I fly to the rocks the next day and the next. Still the boy doesn’t come. But on the fourth day, I find someone’s made a bridge of stepping-stones across the shallowest part of the water. An orange poppy shines brightly atop each stone. My heart comes to life. Picking up the first flower, I step onto the rock and watch the water swirl and flow around me. Father’s rule against crossing the river seems to wash away downstream as my feet follow their own orders.
I bend to get the next poppy and almost lose my balance. Was that movement in the field? Stepping forward, I collect all the flowers as I make my way across the rocks to the far bank. My hand’s full by the time I stand on the other side.
The boy rises from his hiding place in the field and stands, watching me approach. But I’m wrong to think of him as a boy. He looks strong, as if he already does the work of a grown man, and he’s as tall as my brother Vali. His face is clean and he wears a linen shirt and homespun breeches, but his hair is the soft wild down of a thistle, and his eyes are full of sea and sky.
“Are you análfr?” I ask.
Handsome nature spirits are said to sometimes seduce young women who stray too far from home. My pulse quickens. The idea makes me nervous and curious at the same time.
He wears a thoughtful look and glances around at the field, the water, and the stones. “I don’t know.” His voice is solemn. He has the strange, lilting accent of the people of Írland.
“How can you not know what you are?”
He stares at the field of poppies. His face darkens as if he expected to find the answer there. He turns back to me. “Are you an angel?” His words gently mock me, but his eyes are kind. “Or a bird-girl?”
“I—” My words get lost on the way to my lips. I’m not sure what an angel is.
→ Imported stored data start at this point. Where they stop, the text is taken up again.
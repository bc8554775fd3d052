//! HTTP API application wiring (Axum router + service wiring).
//!
//! - `routes/`: HTTP routes + handlers (one file per area)
//! - `dto.rs`: request bodies and JSON mapping helpers
//! - `errors.rs`: consistent error responses

use axum::response::Response;
use axum::{routing::get, Extension, Router};
use tower::ServiceBuilder;

use tilestock_infra::{InventoryService, StockError};

pub mod dto;
pub mod errors;
pub mod routes;

/// Build the full HTTP router (public entrypoint used by `main.rs`).
pub fn build_app(service: InventoryService) -> Router {
    Router::new()
        .route("/health", get(routes::system::health))
        .merge(routes::router())
        .layer(ServiceBuilder::new().layer(Extension(service)))
}

/// Run a stock operation on the blocking pool. Commits take a lock and
/// conflict retries sleep, so neither may run on an async worker.
pub(crate) async fn blocking<T, F>(service: InventoryService, op: F) -> Result<T, Response>
where
    T: Send + 'static,
    F: FnOnce(&InventoryService) -> Result<T, StockError> + Send + 'static,
{
    match tokio::task::spawn_blocking(move || op(&service)).await {
        Ok(result) => result.map_err(errors::stock_error_to_response),
        Err(join) => {
            tracing::error!(error = %join, "stock operation panicked");
            Err(errors::json_error(
                axum::http::StatusCode::INTERNAL_SERVER_ERROR,
                "internal_error",
                "internal error",
            ))
        }
    }
}
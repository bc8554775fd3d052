use chrono::{DateTime, Utc};

/// A notification about a committed stock change.
///
/// Published only after the commit it describes; observers never see a
/// change that was rolled back.
pub trait Event: Clone + core::fmt::Debug + Send + Sync + 'static {
    /// Dotted name, e.g. `stock.reservation.changed`.
    fn event_type(&self) -> &'static str;

    /// Payload schema version; bump on breaking field changes.
    fn version(&self) -> u32;

    fn occurred_at(&self) -> DateTime<Utc>;
}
The image of Vali’s winged Valkyrie rises to my mind. My fingers slide over the edges of my feather cloak. I do long to fly with the birds, and I’ve understood their language since I was a child. I smile and admit, “I don’t know.”
The young man’s intense expression dissolves into a grin.
Something flutters like wings in my chest every time he smiles. “I am Anja,” I say.
“I’ve heard your people call your name.”
“Who are you?”
The name sounds honest and strong. Kol. I glance at my flowers. “I thought maybe you were my guardian spirit.”
“Maybe I am.”
His voice sounds serious, but something in his eyes tells me he’s still teasing me. It feels different than Sverting or Vali’s jokes. My brothers aren’t gentle with their words like Kol, and they never make my face flush.
Flustered, I say, “Where have you been? I waited for you every day.” I didn’t mean to say it out loud, but the words tumble out before I can stop them. My cheeks turn hot.
Kol’s expression stays serious, but his eyes lighten at my words. “We had guests for a feast. My sister was christened.”
“Christened?” Then it’s true—he does belong to the Christian family who took the land west of the Bjarta River. Father spits on the ground in disgust after he speaks of them, though they’ve never even met.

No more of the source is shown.